TO DO
Within the material below, find each line bearing the word "Vertical" and present it.

+++ RECORDS FOR THIS TASK +++

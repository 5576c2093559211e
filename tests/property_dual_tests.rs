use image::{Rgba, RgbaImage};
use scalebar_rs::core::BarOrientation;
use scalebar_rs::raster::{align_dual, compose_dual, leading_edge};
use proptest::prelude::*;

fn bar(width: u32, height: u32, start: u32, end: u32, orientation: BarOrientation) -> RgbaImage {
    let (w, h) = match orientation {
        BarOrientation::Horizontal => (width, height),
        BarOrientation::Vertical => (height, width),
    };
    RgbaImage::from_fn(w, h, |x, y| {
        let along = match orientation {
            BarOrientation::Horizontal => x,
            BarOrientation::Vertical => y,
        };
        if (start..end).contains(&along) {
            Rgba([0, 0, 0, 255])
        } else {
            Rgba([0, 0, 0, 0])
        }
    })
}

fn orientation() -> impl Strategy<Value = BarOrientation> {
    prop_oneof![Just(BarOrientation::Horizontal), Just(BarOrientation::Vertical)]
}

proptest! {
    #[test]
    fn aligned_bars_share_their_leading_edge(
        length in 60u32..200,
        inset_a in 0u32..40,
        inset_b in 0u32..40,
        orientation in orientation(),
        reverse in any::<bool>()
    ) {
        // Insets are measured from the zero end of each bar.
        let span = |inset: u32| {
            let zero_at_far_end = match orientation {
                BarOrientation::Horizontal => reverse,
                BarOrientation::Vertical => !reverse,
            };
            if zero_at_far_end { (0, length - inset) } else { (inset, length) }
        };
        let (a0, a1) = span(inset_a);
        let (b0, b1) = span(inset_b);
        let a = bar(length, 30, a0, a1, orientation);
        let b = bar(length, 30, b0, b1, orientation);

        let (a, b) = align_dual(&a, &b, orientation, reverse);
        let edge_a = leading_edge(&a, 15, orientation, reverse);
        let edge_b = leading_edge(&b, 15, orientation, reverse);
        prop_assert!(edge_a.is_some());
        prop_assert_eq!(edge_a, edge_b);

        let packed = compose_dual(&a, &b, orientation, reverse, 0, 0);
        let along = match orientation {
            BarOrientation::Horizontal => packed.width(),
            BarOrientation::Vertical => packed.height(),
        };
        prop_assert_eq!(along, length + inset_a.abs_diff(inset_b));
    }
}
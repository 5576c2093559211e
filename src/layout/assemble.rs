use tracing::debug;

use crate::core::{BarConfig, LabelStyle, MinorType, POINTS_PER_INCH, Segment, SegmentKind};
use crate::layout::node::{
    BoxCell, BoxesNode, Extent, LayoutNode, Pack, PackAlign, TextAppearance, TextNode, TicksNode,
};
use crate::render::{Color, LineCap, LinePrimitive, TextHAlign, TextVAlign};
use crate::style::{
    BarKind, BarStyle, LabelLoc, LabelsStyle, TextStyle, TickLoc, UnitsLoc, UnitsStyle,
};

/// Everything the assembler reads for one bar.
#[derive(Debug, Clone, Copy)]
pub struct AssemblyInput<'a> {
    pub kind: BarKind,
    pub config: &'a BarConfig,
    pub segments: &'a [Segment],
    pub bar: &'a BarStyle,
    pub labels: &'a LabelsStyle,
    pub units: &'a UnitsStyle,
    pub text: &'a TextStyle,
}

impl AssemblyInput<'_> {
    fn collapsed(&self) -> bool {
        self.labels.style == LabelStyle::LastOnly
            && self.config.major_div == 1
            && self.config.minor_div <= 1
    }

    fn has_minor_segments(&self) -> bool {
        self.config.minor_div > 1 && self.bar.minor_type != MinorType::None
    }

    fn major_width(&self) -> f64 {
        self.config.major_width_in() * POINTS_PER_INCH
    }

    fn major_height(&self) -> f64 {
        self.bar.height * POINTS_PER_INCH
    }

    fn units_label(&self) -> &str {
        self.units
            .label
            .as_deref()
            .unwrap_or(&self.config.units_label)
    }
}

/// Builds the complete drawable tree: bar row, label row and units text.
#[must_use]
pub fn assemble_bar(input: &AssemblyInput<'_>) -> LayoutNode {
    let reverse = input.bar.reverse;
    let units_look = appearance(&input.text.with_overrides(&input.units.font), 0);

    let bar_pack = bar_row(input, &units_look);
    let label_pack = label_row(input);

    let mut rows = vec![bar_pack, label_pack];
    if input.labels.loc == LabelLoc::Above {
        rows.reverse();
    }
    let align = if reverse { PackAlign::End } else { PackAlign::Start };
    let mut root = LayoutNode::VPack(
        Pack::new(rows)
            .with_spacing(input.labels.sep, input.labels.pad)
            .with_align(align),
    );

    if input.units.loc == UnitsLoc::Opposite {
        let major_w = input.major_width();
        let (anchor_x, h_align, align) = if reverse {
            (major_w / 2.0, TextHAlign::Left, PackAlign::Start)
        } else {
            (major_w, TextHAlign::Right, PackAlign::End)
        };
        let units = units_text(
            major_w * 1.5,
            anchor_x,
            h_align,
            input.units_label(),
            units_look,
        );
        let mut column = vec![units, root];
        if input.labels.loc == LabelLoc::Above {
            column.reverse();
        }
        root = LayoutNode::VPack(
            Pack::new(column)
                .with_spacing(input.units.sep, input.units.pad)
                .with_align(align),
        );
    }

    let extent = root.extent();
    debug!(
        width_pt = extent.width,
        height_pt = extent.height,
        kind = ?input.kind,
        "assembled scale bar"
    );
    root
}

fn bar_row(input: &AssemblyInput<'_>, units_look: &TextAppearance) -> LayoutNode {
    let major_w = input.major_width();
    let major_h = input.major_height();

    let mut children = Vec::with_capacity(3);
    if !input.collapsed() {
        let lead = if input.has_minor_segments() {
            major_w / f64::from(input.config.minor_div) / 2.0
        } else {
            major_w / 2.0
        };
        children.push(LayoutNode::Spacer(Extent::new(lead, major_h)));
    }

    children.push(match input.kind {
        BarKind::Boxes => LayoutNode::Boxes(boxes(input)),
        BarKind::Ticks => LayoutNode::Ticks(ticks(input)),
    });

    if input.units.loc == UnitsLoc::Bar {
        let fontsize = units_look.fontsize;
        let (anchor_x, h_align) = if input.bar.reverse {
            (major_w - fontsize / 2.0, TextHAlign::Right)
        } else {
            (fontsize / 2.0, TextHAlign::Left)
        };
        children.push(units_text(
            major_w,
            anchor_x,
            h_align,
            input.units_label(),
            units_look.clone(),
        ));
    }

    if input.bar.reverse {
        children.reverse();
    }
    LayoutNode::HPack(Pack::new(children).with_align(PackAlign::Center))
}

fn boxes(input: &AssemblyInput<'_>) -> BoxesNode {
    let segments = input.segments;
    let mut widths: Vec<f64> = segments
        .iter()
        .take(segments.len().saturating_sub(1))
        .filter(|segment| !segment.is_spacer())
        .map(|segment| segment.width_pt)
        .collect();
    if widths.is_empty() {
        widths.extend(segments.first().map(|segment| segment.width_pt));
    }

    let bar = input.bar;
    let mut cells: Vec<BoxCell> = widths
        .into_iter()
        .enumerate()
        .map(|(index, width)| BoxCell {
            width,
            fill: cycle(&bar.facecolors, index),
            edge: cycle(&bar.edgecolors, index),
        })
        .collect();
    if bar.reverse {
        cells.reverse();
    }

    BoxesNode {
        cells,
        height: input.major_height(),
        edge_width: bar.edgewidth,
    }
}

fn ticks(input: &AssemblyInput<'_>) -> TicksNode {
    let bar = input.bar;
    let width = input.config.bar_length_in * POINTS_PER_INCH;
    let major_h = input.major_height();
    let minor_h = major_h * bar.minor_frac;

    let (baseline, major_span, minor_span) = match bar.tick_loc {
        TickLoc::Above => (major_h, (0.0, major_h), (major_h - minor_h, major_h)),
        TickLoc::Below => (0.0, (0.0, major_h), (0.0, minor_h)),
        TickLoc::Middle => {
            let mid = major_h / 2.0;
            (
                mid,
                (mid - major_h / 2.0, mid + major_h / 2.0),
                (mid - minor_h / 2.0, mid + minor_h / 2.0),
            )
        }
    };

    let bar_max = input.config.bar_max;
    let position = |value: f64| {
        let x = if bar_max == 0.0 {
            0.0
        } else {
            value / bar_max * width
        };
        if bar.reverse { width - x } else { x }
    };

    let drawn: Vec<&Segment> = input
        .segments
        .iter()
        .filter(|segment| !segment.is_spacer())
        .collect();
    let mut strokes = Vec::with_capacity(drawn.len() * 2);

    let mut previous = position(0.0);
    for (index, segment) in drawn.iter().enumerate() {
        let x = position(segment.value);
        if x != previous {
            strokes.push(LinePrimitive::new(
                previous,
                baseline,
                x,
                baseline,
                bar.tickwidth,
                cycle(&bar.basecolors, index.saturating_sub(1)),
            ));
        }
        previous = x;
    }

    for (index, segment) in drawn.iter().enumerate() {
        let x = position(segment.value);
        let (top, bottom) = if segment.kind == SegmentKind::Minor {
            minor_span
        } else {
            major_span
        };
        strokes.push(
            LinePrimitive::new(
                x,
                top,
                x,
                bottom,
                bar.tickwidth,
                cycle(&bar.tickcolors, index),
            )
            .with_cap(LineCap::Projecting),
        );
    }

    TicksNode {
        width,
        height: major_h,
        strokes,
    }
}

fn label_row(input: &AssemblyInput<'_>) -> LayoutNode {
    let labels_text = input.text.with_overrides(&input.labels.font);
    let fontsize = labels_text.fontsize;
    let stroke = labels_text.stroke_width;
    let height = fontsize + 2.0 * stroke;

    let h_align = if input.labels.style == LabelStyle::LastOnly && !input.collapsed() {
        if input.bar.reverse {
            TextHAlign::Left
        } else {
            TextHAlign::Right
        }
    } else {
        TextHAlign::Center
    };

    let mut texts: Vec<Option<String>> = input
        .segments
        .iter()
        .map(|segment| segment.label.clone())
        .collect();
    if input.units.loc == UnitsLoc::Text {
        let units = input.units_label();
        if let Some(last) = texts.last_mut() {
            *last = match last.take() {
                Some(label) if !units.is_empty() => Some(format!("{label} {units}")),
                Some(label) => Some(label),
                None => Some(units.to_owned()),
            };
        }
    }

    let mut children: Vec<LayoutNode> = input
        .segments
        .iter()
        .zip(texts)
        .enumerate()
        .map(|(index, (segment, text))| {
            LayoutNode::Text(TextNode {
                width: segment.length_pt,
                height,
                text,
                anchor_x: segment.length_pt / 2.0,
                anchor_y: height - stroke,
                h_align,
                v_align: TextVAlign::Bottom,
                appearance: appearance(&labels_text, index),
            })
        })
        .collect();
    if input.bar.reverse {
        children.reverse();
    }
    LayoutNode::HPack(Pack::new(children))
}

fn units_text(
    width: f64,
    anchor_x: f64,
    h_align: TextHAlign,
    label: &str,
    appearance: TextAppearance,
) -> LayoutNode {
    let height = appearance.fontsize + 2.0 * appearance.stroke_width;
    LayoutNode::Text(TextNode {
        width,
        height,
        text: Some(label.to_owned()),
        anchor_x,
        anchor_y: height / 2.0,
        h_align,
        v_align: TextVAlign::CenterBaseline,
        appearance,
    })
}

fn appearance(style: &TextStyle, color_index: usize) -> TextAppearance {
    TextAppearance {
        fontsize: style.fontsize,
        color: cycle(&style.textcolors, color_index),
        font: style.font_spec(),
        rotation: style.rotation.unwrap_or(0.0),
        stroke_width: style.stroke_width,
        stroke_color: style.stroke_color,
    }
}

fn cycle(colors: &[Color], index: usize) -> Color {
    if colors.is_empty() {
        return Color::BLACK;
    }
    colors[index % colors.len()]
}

+++

FINISHED EXERCISE
        BarOrientation::Vertical => (height, width),
            BarOrientation::Vertical => y,
    prop_oneof![Just(BarOrientation::Horizontal), Just(BarOrientation::Vertical)]
                BarOrientation::Vertical => !reverse,
            BarOrientation::Vertical => packed.height(),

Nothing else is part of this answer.